Grahame, Lucia Page 9
As for my future husband, I hardly knew Sir Anthony— and he knew me not at all. But shallow as my knowledge of him might be, one thing I did know: I knew exactly the expression that would appear on his face were he ever to glimpse the paintings which had delivered me into his hands. I had already seen that look once.
Now my whole life would become one unremitting effort to keep the dangerous truth hidden from him even as we shared the greatest intimacies that can exist between two people.
In such stony soil how could love take root? Already every impulse of mine to be open and yielding and generous had been crushed. I could never afford to drop my guard again.
It was just as well. For what if I had fallen in love with Sir Anthony before Poncet had sprung his trap? What if my heart already belonged to a man who would surely turn from me with disgust and condemnation were he to plumb my secrets?
I would do everything in my power to keep that knowledge from him forever. But I was hardly confident that I could really manage this, and to think of having surrendered myself to him completely and then to fail in covering up my sins! The agony of his rejection would be insupportable.

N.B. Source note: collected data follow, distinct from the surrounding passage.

//! Adaptive median attack.
//!
//! Each round the attacker observes a fresh tail contribution for every
//! tracked column and compares the column medians of the two marked keys. It
//! keeps the round with the sign that favours key 0 over key 1, and discards
//! rounds where the two medians tie. Because the kept rounds are selected on
//! their own medians, the accumulated medians drift apart faster than pure
//! noise would; the attack stops once the normalized drift of the marked keys
//! reaches the target bias-to-noise ratio.

use crate::{
    config::AttackConfig,
    error::{AttackError, ConfigError},
    noise::TailModel,
    table::CounterTable,
};
use rand::Rng;
use std::cmp::Ordering;
use tracing::{debug, trace};

/// Lifecycle of one attack.
#[derive(Clone, Copy, Debug, PartialEq, Eq)]
pub enum AttackPhase {
    Running,
    Stopped,
}

/// Final state of a finished attack.
#[derive(Clone, Copy, Debug, PartialEq)]
pub struct AttackOutcome {
    /// Round index at stop. The index starts at 1 and is advanced after every
    /// executed round, so this is one more than the rounds executed.
    pub win_round: u64,
    /// Rounds added to or subtracted from the accumulator.
    pub collected_rounds: u64,
    pub key_0_bias: f64,
    pub key_1_bias: f64,
}

impl AttackOutcome {
    /// Query rounds actually executed.
    pub fn rounds_executed(&self) -> u64 {
        self.win_round - 1
    }
}

/// Running state of one median attack.
#[derive(Clone, Debug)]
pub struct MedianAttack<'a> {
    config: &'a AttackConfig,
    tail: &'a TailModel,
    accumulator: CounterTable<f64>,
    round: CounterTable<f64>,
    collected: u64,
    key_0_bias: f64,
    key_1_bias: f64,
    win_round: u64,
    phase: AttackPhase,
}

impl<'a> MedianAttack<'a> {
    /// Start an attack against a sketch of `depth` lines.
    pub fn new(
        config: &'a AttackConfig,
        tail: &'a TailModel,
        depth: usize,
    ) -> Result<Self, AttackError> {
        config.validate()?;
        if depth == 0 {
            return Err(ConfigError::ZeroDepth.into());
        }
        Ok(Self {
            config,
            tail,
            accumulator: CounterTable::zeros(depth, config.columns),
            round: CounterTable::zeros(depth, config.columns),
            collected: 0,
            key_0_bias: 0.0,
            key_1_bias: 0.0,
            win_round: 1,
            phase: AttackPhase::Running,
        })
    }

    pub fn phase(&self) -> AttackPhase {
        self.phase
    }

    pub fn rounds_executed(&self) -> u64 {
        self.win_round - 1
    }

    pub fn accumulator(&self) -> &CounterTable<f64> {
        &self.accumulator
    }

    /// Query one round and update the bias estimates.
    pub fn step<R: Rng + ?Sized>(&mut self, rng: &mut R) -> AttackPhase {
        if self.phase == AttackPhase::Stopped {
            return self.phase;
        }

        self.tail.sample_into(&mut self.round, rng);
        let median_0 = self.round.column_median(0);
        let median_1 = self.round.column_median(1);
        match median_0.partial_cmp(&median_1) {
            Some(Ordering::Greater) => {
                self.accumulator.accumulate(&self.round);
                self.collected += 1;
            }
            Some(Ordering::Less) => {
                self.accumulator.deduct(&self.round);
                self.collected += 1;
            }
            _ => {}
        }

        let factor = if self.collected > 0 {
            (self.collected as f64 * self.tail.tail_size() as f64 / self.tail.width() as f64)
                .sqrt()
        } else {
            1.0
        };
        self.key_0_bias = self.accumulator.column_median(0) / factor;
        self.key_1_bias = self.accumulator.column_median(1) / factor;
        trace!(
            round = self.win_round,
            collected = self.collected,
            key_0_bias = self.key_0_bias,
            key_1_bias = self.key_1_bias,
            "attack round"
        );

        self.win_round += 1;
        if self
            .config
            .stop_rule
            .is_satisfied(self.key_0_bias, self.key_1_bias, self.config.target_bnr)
        {
            self.phase = AttackPhase::Stopped;
        }
        self.phase
    }

    pub fn outcome(&self) -> AttackOutcome {
        AttackOutcome {
            win_round: self.win_round,
            collected_rounds: self.collected,
            key_0_bias: self.key_0_bias,
            key_1_bias: self.key_1_bias,
        }
    }
}

/// Run one attack until its stop rule is met or its round bound is exhausted.
pub fn simulate_median_attack<R: Rng + ?Sized>(
    config: &AttackConfig,
    tail: &TailModel,
    depth: usize,
    rng: &mut R,
) -> Result<AttackOutcome, AttackError> {
    let mut attack = MedianAttack::new(config, tail, depth)?;
    while attack.phase() == AttackPhase::Running {
        if let Some(max_rounds) = config.max_rounds {
            if attack.rounds_executed() >= max_rounds {
                let outcome = attack.outcome();
                return Err(AttackError::NonConvergence {
                    rounds: max_rounds,
                    key_0_bias: outcome.key_0_bias,
                    key_1_bias: outcome.key_1_bias,
                });
            }
        }
        attack.step(rng);
    }

    let outcome = attack.outcome();
    debug!(
        "For l = {}, BNR = {}, attack wins after {} rounds. Bias: key 0 = {:.4}, key 1 = {:.4}.",
        depth, config.target_bnr, outcome.win_round, outcome.key_0_bias, outcome.key_1_bias
    );
    Ok(outcome)
}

No, he must never have my heart; this was my best protection. This way no matter what happened, he could never really hurt me. Even if a day came when all his esteem for me turned to ashes, at least I would not have to suffer the anguish of being coldly cast aside by a man I worshiped, a man who would meet Poncet’s price to protect his own name from scandal, but who would never forgive his wife’s deception. I thought with a shudder of the unbending Marquess of Londonderry, who, years ago, upon discovering love letters from his wife to another man, had informed her, in a note, “Henceforth we do not speak,” and had not violated that edict since.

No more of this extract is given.